_DIRECTIONS_. When a line in the data below includes "impl", pick it out and copy it.

Stored items
<<<<

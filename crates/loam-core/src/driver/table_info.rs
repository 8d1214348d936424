use crate::schema::DefaultValue;
use serde::{Deserialize, Serialize};

/// Metadata describing one database table.
#[derive(Debug, Clone, Default, PartialEq, Serialize, Deserialize)]
pub struct TableInfo {
    pub name: String,

    /// Columns in table order.
    pub columns: Vec<ColumnInfo>,

    #[serde(default)]
    pub indexes: Vec<IndexInfo>,

    #[serde(default)]
    pub foreign_keys: Vec<ForeignKeyInfo>,
}

#[derive(Debug, Clone, PartialEq, Serialize, Deserialize)]
pub struct ColumnInfo {
    pub name: String,

    /// Raw database type.
    #[serde(rename = "type")]
    pub ty: String,

    #[serde(default)]
    pub nullable: bool,

    #[serde(default)]
    pub primary_key: bool,

    #[serde(default)]
    pub auto_increment: bool,

    #[serde(default)]
    pub unique: bool,

    /// Default value as stored by the database.
    #[serde(default)]
    pub default: Option<DefaultValue>,
}

#[derive(Debug, Clone, PartialEq, Eq, Serialize, Deserialize)]
pub struct IndexInfo {
    pub name: String,
    pub columns: Vec<String>,

    #[serde(default)]
    pub unique: bool,
}

#[derive(Debug, Clone, PartialEq, Eq, Serialize, Deserialize)]
pub struct ForeignKeyInfo {
    /// Constraint name.
    #[serde(default)]
    pub name: String,

    /// Local column holding the key.
    pub column: String,

    pub referenced_table: String,
    pub referenced_column: String,

    #[serde(default)]
    pub on_delete: Option<String>,

    #[serde(default)]
    pub on_update: Option<String>,
}

impl TableInfo {
    /// Returns the primary key columns in table order.
    pub fn primary_key_columns(&self) -> impl Iterator<Item = &ColumnInfo> {
        self.columns.iter().filter(|column| column.primary_key)
    }
}
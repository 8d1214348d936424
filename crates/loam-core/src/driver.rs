mod table_info;
pub use table_info::{ColumnInfo, ForeignKeyInfo, IndexInfo, TableInfo};

use crate::schema::{DefaultValue, FieldType};

use std::fmt::Debug;

/// Database-specific knowledge used while converting between database
/// metadata and schemas.
pub trait Migrator: Debug {
    /// Maps a raw database column type (e.g. `VARCHAR(255)`) to a logical
    /// field type.
    fn map_database_type(&self, db_type: &str) -> FieldType;

    /// Normalizes a default value as stored by the database into a canonical
    /// literal for a field of type `ty`.
    fn parse_default_value(&self, value: &DefaultValue, ty: FieldType) -> DefaultValue;

    /// Returns the generator function a normalized default denotes, if any.
    ///
    /// For example, a `CURRENT_TIMESTAMP` default on a datetime field denotes
    /// `now`.
    fn default_function_name(&self, value: &DefaultValue, ty: FieldType) -> Option<String>;

    /// Returns true if the named index only backs the primary key.
    fn is_primary_key_index(&self, index_name: &str) -> bool;
}

/// Reads table metadata from a connected database.
///
/// Calls are blocking.
pub trait Introspector: Debug {
    /// Lists the tables in the database.
    fn tables(&self) -> crate::Result<Vec<String>>;

    /// Describes a single table.
    fn table_info(&self, table: &str) -> crate::Result<TableInfo>;

    /// Returns true for tables owned by the database itself or by migration
    /// bookkeeping.
    fn is_system_table(&self, table: &str) -> bool;

    fn migrator(&self) -> &dyn Migrator;
}
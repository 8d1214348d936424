use std::path::PathBuf;
use tracing::Span;

/// Configuration for [`SchemaPersistence`](crate::SchemaPersistence).
#[derive(Debug, Clone)]
pub struct PersistenceConfig {
    /// A single schema file, or a directory of schema files.
    pub schema_path: PathBuf,

    /// Extension, without the dot, of schema files in directory mode.
    pub extension: String,

    /// Parent span for the events emitted while loading and writing files.
    pub span: Span,
}

impl PersistenceConfig {
    /// Create a new config for `schema_path` with default values
    pub fn new(schema_path: impl Into<PathBuf>) -> Self {
        Self {
            schema_path: schema_path.into(),
            extension: "prisma".to_string(),
            span: Span::none(),
        }
    }

    /// Set the schema file extension
    pub fn extension(mut self, extension: impl Into<String>) -> Self {
        self.extension = extension.into();
        self
    }

    /// Set the parent span for log events
    pub fn span(mut self, span: Span) -> Self {
        self.span = span;
        self
    }
}
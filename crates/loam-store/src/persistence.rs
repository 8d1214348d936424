use crate::PersistenceConfig;
use indexmap::IndexMap;
use loam_codegen::{Generator, AUTO_GENERATOR_PROVIDER};
use loam_core::{err, Error, Migrator, Result, Schema};
use loam_psl::{self as psl, Datasource, Expr, ParsedFile, Parser};
use std::{
    collections::HashMap,
    fs, io,
    path::{Path, PathBuf},
};
use tracing::{debug, info, warn};

/// Loads schemas from schema text files and writes edits back.
///
/// Remembers which file each model was loaded from, and the datasource and
/// generator blocks of each file, so that writing a model back preserves the
/// rest of its file.
#[derive(Debug)]
pub struct SchemaPersistence {
    config: PersistenceConfig,
    parser: Box<dyn Parser>,
    migrator: Box<dyn Migrator>,

    /// Model name to the file holding it.
    schema_files: IndexMap<String, PathBuf>,

    datasources: HashMap<PathBuf, Datasource>,
    generators: HashMap<PathBuf, psl::Generator>,
}

impl SchemaPersistence {
    pub fn new(
        config: PersistenceConfig,
        parser: Box<dyn Parser>,
        migrator: Box<dyn Migrator>,
    ) -> SchemaPersistence {
        SchemaPersistence {
            config,
            parser,
            migrator,
            schema_files: IndexMap::new(),
            datasources: HashMap::new(),
            generators: HashMap::new(),
        }
    }

    pub fn config(&self) -> &PersistenceConfig {
        &self.config
    }

    /// Returns the file each known model was loaded from or saved to.
    pub fn schema_files(&self) -> &IndexMap<String, PathBuf> {
        &self.schema_files
    }

    /// Loads every schema under the configured path.
    ///
    /// A missing path is not an error: a path that looks like a directory is
    /// created, and either way no schemas are returned. In directory mode a
    /// file that fails to parse is skipped with a warning.
    pub fn load_schemas(&mut self) -> Result<Vec<Schema>> {
        let path = self.config.schema_path.clone();

        let metadata = match fs::metadata(&path) {
            Ok(metadata) => metadata,
            Err(e) if e.kind() == io::ErrorKind::NotFound => {
                if looks_like_directory(&path) {
                    info!(
                        parent: &self.config.span,
                        path = %path.display(),
                        "creating schema directory"
                    );
                    fs::create_dir_all(&path).map_err(|e| {
                        Error::from(e).context(err!(
                            "failed to create schema directory {}",
                            path.display()
                        ))
                    })?;
                }
                return Ok(vec![]);
            }
            Err(e) => return Err(e.into()),
        };

        let schemas = if metadata.is_dir() {
            self.load_directory(&path)?
        } else {
            let parsed = self
                .parse_file(&path)
                .map_err(|e| e.context(err!("failed to load schema file {}", path.display())))?;
            self.record(&path, parsed)
        };

        info!(
            parent: &self.config.span,
            path = %path.display(),
            models = schemas.len(),
            "loaded models from schema files"
        );

        Ok(schemas)
    }

    /// Writes `schema` to its file, replacing any previous version of the
    /// model in that file.
    pub fn save_schema(&mut self, schema: &Schema) -> Result<()> {
        let path = self.schema_file_path(&schema.name);
        let new_file = !path.exists();
        let mut schemas = self.load_existing(&path)?;

        match schemas.iter_mut().find(|existing| existing.name == schema.name) {
            Some(existing) => *existing = schema.clone(),
            None => schemas.push(schema.clone()),
        }

        self.write_file(&path, &schemas, new_file)?;
        self.schema_files.insert(schema.name.clone(), path);
        Ok(())
    }

    /// Removes the model `name` from its file.
    ///
    /// A file left without models is deleted, unless it is the configured
    /// schema file itself.
    pub fn remove_schema(&mut self, name: &str) -> Result<()> {
        let path = self.schema_file_path(name);
        let mut schemas = self.load_existing(&path)?;

        let before = schemas.len();
        schemas.retain(|schema| schema.name != name);
        if schemas.len() == before {
            return Err(Error::not_found("model", name)
                .context(err!("failed to remove schema from {}", path.display())));
        }

        if schemas.is_empty() && path != self.config.schema_path {
            fs::remove_file(&path).map_err(|e| {
                Error::from(e).context(err!("failed to delete schema file {}", path.display()))
            })?;
            self.datasources.remove(&path);
            self.generators.remove(&path);

            debug!(parent: &self.config.span, path = %path.display(), "deleted empty schema file");
        } else {
            self.write_file(&path, &schemas, false)?;
        }

        self.schema_files.shift_remove(name);
        Ok(())
    }

    fn load_directory(&mut self, dir: &Path) -> Result<Vec<Schema>> {
        let mut paths = vec![];

        for entry in fs::read_dir(dir)? {
            let entry = entry?;
            let path = entry.path();

            if entry.file_type()?.is_dir() || !self.has_schema_extension(&path) {
                continue;
            }

            paths.push(path);
        }

        paths.sort();

        let mut schemas = vec![];

        for path in paths {
            let parsed = match self.parse_file(&path) {
                Ok(parsed) => parsed,
                Err(e) if e.is_parse() => {
                    warn!(
                        parent: &self.config.span,
                        path = %path.display(),
                        error = %e,
                        "failed to load schema file"
                    );
                    continue;
                }
                Err(e) => {
                    return Err(e.context(err!("failed to load schema file {}", path.display())))
                }
            };

            schemas.extend(self.record(&path, parsed));
        }

        Ok(schemas)
    }

    fn parse_file(&self, path: &Path) -> Result<ParsedFile> {
        let source = fs::read_to_string(path)?;
        Ok(self.parser.parse(&source)?)
    }

    /// Remembers where the models and blocks of a parsed file came from.
    fn record(&mut self, path: &Path, parsed: ParsedFile) -> Vec<Schema> {
        for schema in &parsed.schemas {
            self.schema_files
                .insert(schema.name.clone(), path.to_path_buf());
        }

        self.record_blocks(path, parsed.datasource, parsed.generator);
        parsed.schemas
    }

    fn record_blocks(
        &mut self,
        path: &Path,
        datasource: Option<Datasource>,
        generator: Option<psl::Generator>,
    ) {
        if let Some(datasource) = datasource {
            self.datasources.insert(path.to_path_buf(), datasource);
        }

        if let Some(generator) = generator {
            self.generators.insert(path.to_path_buf(), generator);
        }
    }

    /// Returns the current models of the file at `path`, or none if the file
    /// does not exist yet.
    fn load_existing(&mut self, path: &Path) -> Result<Vec<Schema>> {
        if !path.exists() {
            return Ok(vec![]);
        }

        let parsed = self
            .parse_file(path)
            .map_err(|e| e.context(err!("failed to load schema file {}", path.display())))?;

        self.record_blocks(path, parsed.datasource, parsed.generator);
        Ok(parsed.schemas)
    }

    fn schema_file_path(&self, model: &str) -> PathBuf {
        if let Some(path) = self.schema_files.get(model) {
            return path.clone();
        }

        if self.config.schema_path.is_dir() {
            let file_name = format!("{}.{}", model.to_lowercase(), self.config.extension);
            return self.config.schema_path.join(file_name);
        }

        self.config.schema_path.clone()
    }

    /// Renders `schemas` into the file at `path`. Only a `new_file` without
    /// datasource or generator blocks receives the auto-generator marker.
    fn write_file(&mut self, path: &Path, schemas: &[Schema], new_file: bool) -> Result<()> {
        let datasource = self.datasources.get(path).cloned();
        let mut generator = self.generators.get(path).cloned();
        let mut marker = None;

        if new_file && datasource.is_none() && generator.is_none() && !schemas.is_empty() {
            let auto = psl::Generator::new("client")
                .property("provider", Expr::string(AUTO_GENERATOR_PROVIDER));
            generator = Some(auto.clone());
            marker = Some(auto);
        }

        let content = Generator::new(&*self.migrator).generate_full_file(
            schemas,
            datasource.as_ref(),
            generator.as_ref(),
        );

        if let Some(dir) = path.parent().filter(|dir| !dir.as_os_str().is_empty()) {
            fs::create_dir_all(dir)?;
        }

        fs::write(path, content).map_err(|e| {
            Error::from(e).context(err!("failed to write schema file {}", path.display()))
        })?;

        if let Some(marker) = marker {
            self.generators.insert(path.to_path_buf(), marker);
        }

        debug!(
            parent: &self.config.span,
            path = %path.display(),
            models = schemas.len(),
            "wrote schema file"
        );

        Ok(())
    }

    fn has_schema_extension(&self, path: &Path) -> bool {
        path.extension().and_then(|ext| ext.to_str()) == Some(self.config.extension.as_str())
    }
}

/// A missing path is treated as a directory when it ends with a separator or
/// its last component has no extension.
fn looks_like_directory(path: &Path) -> bool {
    let ends_with_separator = path
        .as_os_str()
        .to_string_lossy()
        .chars()
        .last()
        .is_some_and(std::path::is_separator);

    ends_with_separator
        || path
            .file_name()
            .map_or(true, |name| !name.to_string_lossy().contains('.'))
}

>>>>

_EXERCISE SOLUTION_.
impl TableInfo {
    pub fn primary_key_columns(&self) -> impl Iterator<Item = &ColumnInfo> {
impl PersistenceConfig {
    pub fn new(schema_path: impl Into<PathBuf>) -> Self {
    pub fn extension(mut self, extension: impl Into<String>) -> Self {
impl SchemaPersistence {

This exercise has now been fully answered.